(Exercise prompt) Reproduce only the top of the records, down to and including the line containing "This crate provides".

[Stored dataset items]
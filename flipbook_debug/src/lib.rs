// Copyright 2026 the Flipbook Authors
// SPDX-License-Identifier: Apache-2.0 OR MIT

//! Recording, pretty-printing, log forwarding and Chrome trace export for
//! flipbook diagnostics.
//!
//! This crate provides [`TraceSink`](flipbook_core::trace::TraceSink)
//! implementations for development and post-mortem analysis:
//!
//! - [`log::LogSink`]: structured `tracing` records plus per-cycle summaries.
//! - [`pretty::PrettyPrintSink`]: human-readable one-line-per-event output.
//! - [`recorder::RecorderSink`]: compact binary recording with
//!   [`recorder::decode`] for playback.
//! - [`chrome::export`]: writes Chrome Trace Event Format JSON from recorded
//!   bytes.
//!
//! Core events carry no timestamps; every sink stamps them with a
//! [`clock::Clock`].

pub mod chrome;
pub mod clock;
pub mod log;
pub mod pretty;
pub mod recorder;
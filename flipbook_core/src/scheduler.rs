// Copyright 2026 the Flipbook Authors
// SPDX-License-Identifier: Apache-2.0 OR MIT

//! Presentation scheduling and vertical-blank pacing.
//!
//! [`PresentScheduler`] hands composited frames to the display pipeline
//! without blocking the CPU on GPU completion. Every present:
//!
//! 1. signals the render fence to the next value after the recorded draws,
//! 2. flushes the device,
//! 3. queues a scanout task for the slot just rendered that waits on that
//!    fence value,
//! 4. advances the [`FlipChain`] so the next cycle renders into a different
//!    slot.
//!
//! [`VblankPacer`] blocks the loop until the periodic vertical-blank fence
//! passes the value it expects next, then expects the value after the one it
//! observed. Vertical blanks that went by while the loop was busy are
//! skipped rather than queued up.

use core::time::Duration;

use crate::backend::{DisplayPipeline, FenceWait, GpuDevice, ScanoutTask, TimelineFence};
use crate::error::{DeviceError, SessionError};

/// Ring of output slots.
///
/// The active slot is the one the next frame renders into. It is never the
/// slot most recently submitted for scanout.
#[derive(Clone, Copy, Debug, PartialEq, Eq)]
pub struct FlipChain {
    len: usize,
    active: usize,
}

impl FlipChain {
    /// Creates a ring of `len` slots, rendering into slot 0 first.
    ///
    /// `len` is clamped to at least 2.
    #[must_use]
    pub const fn new(len: usize) -> Self {
        Self {
            len: if len < 2 { 2 } else { len },
            active: 0,
        }
    }

    /// Number of slots.
    #[must_use]
    pub const fn len(&self) -> usize {
        self.len
    }

    /// Slot the next frame renders into.
    #[must_use]
    pub const fn active(&self) -> usize {
        self.active
    }

    /// Moves to the next slot and returns the one that was active.
    pub fn advance(&mut self) -> usize {
        let submitted = self.active;
        self.active = (self.active + 1) % self.len;
        submitted
    }
}

/// A frame handed to the display pipeline.
#[derive(Clone, Copy, Debug, PartialEq, Eq)]
pub struct Submission {
    /// Render-fence value the scanout waits for.
    pub render_fence_value: u64,
    /// Slot submitted for scanout.
    pub slot: usize,
}

/// Signals completion of rendered frames and queues them for scanout.
#[derive(Clone, Copy, Debug)]
pub struct PresentScheduler {
    chain: FlipChain,
    render_fence_value: u64,
}

impl PresentScheduler {
    /// Creates a scheduler over `slots` output slots.
    #[must_use]
    pub const fn new(slots: usize) -> Self {
        Self {
            chain: FlipChain::new(slots),
            render_fence_value: 0,
        }
    }

    /// Slot the next frame renders into.
    #[must_use]
    pub const fn render_slot(&self) -> usize {
        self.chain.active()
    }

    /// Last value the render fence was signalled to; `0` before any present.
    #[must_use]
    pub const fn render_fence_value(&self) -> u64 {
        self.render_fence_value
    }

    /// The slot ring.
    #[must_use]
    pub const fn chain(&self) -> &FlipChain {
        &self.chain
    }

    /// Presents the frame rendered into [`render_slot`](Self::render_slot).
    ///
    /// `scanout` must be the scanout bound to that slot. The render-fence
    /// value only advances once the signal has been queued; the slot only
    /// advances once the scanout task has been accepted.
    pub fn present<D, P>(
        &mut self,
        device: &mut D,
        render_fence: &D::Fence,
        pipeline: &mut P,
        display_fence: &P::Fence,
        scanout: &P::Scanout,
    ) -> Result<Submission, DeviceError>
    where
        D: GpuDevice,
        P: DisplayPipeline,
    {
        let value = self.render_fence_value + 1;
        device.signal(render_fence, value)?;
        self.render_fence_value = value;
        device.flush();

        pipeline.execute(ScanoutTask::new(scanout).wait_for(display_fence, value))?;

        Ok(Submission {
            render_fence_value: value,
            slot: self.chain.advance(),
        })
    }
}

/// Outcome of a vertical-blank wait.
#[derive(Clone, Copy, Debug, PartialEq, Eq)]
pub struct VblankTick {
    /// Fence value that was waited for.
    pub expected: u64,
    /// Fence value observed after the wait.
    pub completed: u64,
    /// Vertical blanks that went by beyond the one waited for.
    pub skipped: u64,
}

/// Paces the loop to the periodic vertical-blank fence.
#[derive(Clone, Copy, Debug, Default)]
pub struct VblankPacer {
    expected: u64,
}

impl VblankPacer {
    /// Creates a pacer whose first wait returns immediately.
    #[must_use]
    pub const fn new() -> Self {
        Self { expected: 0 }
    }

    /// Fence value the next wait blocks for.
    #[must_use]
    pub const fn expected(&self) -> u64 {
        self.expected
    }

    /// Blocks until `fence` reaches the expected value or `timeout` elapses.
    ///
    /// On success the next expected value is the fence's completed value plus
    /// one. A timeout means the display is gone and is reported as
    /// [`SessionError::VblankTimeout`].
    pub fn wait<F: TimelineFence>(
        &mut self,
        fence: &F,
        timeout: Duration,
    ) -> Result<VblankTick, SessionError> {
        let expected = self.expected;
        match fence.wait(expected, timeout)? {
            FenceWait::Reached(reached) => {
                let completed = fence.completed_value().max(reached);
                self.expected = completed + 1;
                let skipped = if expected == 0 {
                    0
                } else {
                    completed.saturating_sub(expected)
                };
                Ok(VblankTick {
                    expected,
                    completed,
                    skipped,
                })
            }
            FenceWait::TimedOut(completed) => Err(SessionError::VblankTimeout {
                expected,
                completed,
                timeout,
            }),
        }
    }
}

#[cfg(test)]
mod tests {
    use super::*;
    use crate::error::{Operation, Status};
    use crate::testing::{FakeBackend, FakeFence};

    const TIMEOUT: Duration = Duration::from_millis(200);

    #[test]
    fn flip_chain_alternates_two_slots() {
        let mut chain = FlipChain::new(2);
        let order: [usize; 4] = core::array::from_fn(|_| chain.advance());
        assert_eq!(order, [0, 1, 0, 1]);
    }

    #[test]
    fn flip_chain_cycles_n_slots() {
        let mut chain = FlipChain::new(3);
        let order: [usize; 4] = core::array::from_fn(|_| chain.advance());
        assert_eq!(order, [0, 1, 2, 0]);
        assert_eq!(FlipChain::new(1).len(), 2);
    }

    #[test]
    fn present_signals_flushes_then_executes() {
        let backend = FakeBackend::new();
        let mut device = backend.device();
        let mut pipeline = backend.pipeline();
        let render = device.fence(0);
        let mut scheduler = PresentScheduler::new(2);

        let submission = scheduler
            .present(&mut device, &render, &mut pipeline, &render, &10)
            .unwrap();
        assert_eq!(
            submission,
            Submission {
                render_fence_value: 1,
                slot: 0
            }
        );
        assert_eq!(
            backend.log(),
            ["signal 1", "flush", "execute scanout=10 wait=1"]
        );
        assert_eq!(render.completed_value(), 1);
        assert_eq!(scheduler.render_slot(), 1);
    }

    #[test]
    fn render_fence_advances_by_one_per_present() {
        let backend = FakeBackend::new();
        let mut device = backend.device();
        let mut pipeline = backend.pipeline();
        let render = device.fence(0);
        let mut scheduler = PresentScheduler::new(2);

        for expected in 1..=5 {
            let submission = scheduler
                .present(&mut device, &render, &mut pipeline, &render, &0)
                .unwrap();
            assert_eq!(submission.render_fence_value, expected);
            assert_eq!(scheduler.render_fence_value(), expected);
        }
    }

    #[test]
    fn render_slot_is_never_the_submitted_slot() {
        let backend = FakeBackend::new();
        let mut device = backend.device();
        let mut pipeline = backend.pipeline();
        let render = device.fence(0);
        let mut scheduler = PresentScheduler::new(2);

        for _ in 0..4 {
            let submission = scheduler
                .present(&mut device, &render, &mut pipeline, &render, &0)
                .unwrap();
            assert_ne!(submission.slot, scheduler.render_slot());
        }
    }

    #[test]
    fn failed_signal_does_not_advance() {
        let backend = FakeBackend::new();
        let mut device = backend.device();
        let mut pipeline = backend.pipeline();
        let render = device.fence(0);
        let mut scheduler = PresentScheduler::new(2);

        backend.fail(Operation::Signal, Status::DeviceRemoved);
        let err = scheduler
            .present(&mut device, &render, &mut pipeline, &render, &0)
            .unwrap_err();
        assert_eq!(err.op, Operation::Signal);
        assert_eq!(scheduler.render_fence_value(), 0);
        assert_eq!(scheduler.render_slot(), 0);
    }

    #[test]
    fn failed_execute_keeps_fence_value_but_not_slot() {
        let backend = FakeBackend::new();
        let mut device = backend.device();
        let mut pipeline = backend.pipeline();
        let render = device.fence(0);
        let mut scheduler = PresentScheduler::new(2);

        backend.fail(Operation::ExecuteTask, Status::Code(-1));
        assert!(
            scheduler
                .present(&mut device, &render, &mut pipeline, &render, &0)
                .is_err()
        );
        assert_eq!(scheduler.render_fence_value(), 1);
        assert_eq!(scheduler.render_slot(), 0);
    }

    #[test]
    fn vblank_expected_follows_completed_value() {
        for completed in [0, 1, 100] {
            let fence = FakeFence::new(completed);
            let mut pacer = VblankPacer::new();
            pacer.wait(&fence, TIMEOUT).unwrap();
            assert_eq!(pacer.expected(), completed + 1);
        }
    }

    #[test]
    fn vblank_skips_missed_blanks() {
        let fence = FakeFence::new(10);
        let mut pacer = VblankPacer::new();
        pacer.wait(&fence, TIMEOUT).unwrap();
        assert_eq!(pacer.expected(), 11);

        // Two blanks go by before the next wait.
        fence.advance(2);
        let tick = pacer.wait(&fence, TIMEOUT).unwrap();
        assert_eq!(
            tick,
            VblankTick {
                expected: 11,
                completed: 12,
                skipped: 1
            }
        );
        assert_eq!(pacer.expected(), 13);
    }

    #[test]
    fn vblank_wait_blocks_for_next_blank() {
        let fence = FakeFence::new(4);
        fence.tick_on_wait(1);
        let mut pacer = VblankPacer::new();
        pacer.wait(&fence, TIMEOUT).unwrap();

        let tick = pacer.wait(&fence, TIMEOUT).unwrap();
        assert_eq!((tick.expected, tick.completed, tick.skipped), (5, 5, 0));
    }

    #[test]
    fn vblank_timeout_is_fatal() {
        let fence = FakeFence::new(7);
        let mut pacer = VblankPacer::new();
        pacer.wait(&fence, TIMEOUT).unwrap();

        let err = pacer.wait(&fence, TIMEOUT).unwrap_err();
        assert_eq!(
            err,
            SessionError::VblankTimeout {
                expected: 8,
                completed: 7,
                timeout: TIMEOUT
            }
        );
        assert!(err.is_fatal());
        assert_eq!(pacer.expected(), 8);
    }
}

(Exercise solution)
filename flipbook_debug/src/lib.rs
// Copyright 2026 the Flipbook Authors
// SPDX-License-Identifier: Apache-2.0 OR MIT

//! Recording, pretty-printing, log forwarding and Chrome trace export for
//! flipbook diagnostics.
//!
//! This crate provides [`TraceSink`](flipbook_core::trace::TraceSink)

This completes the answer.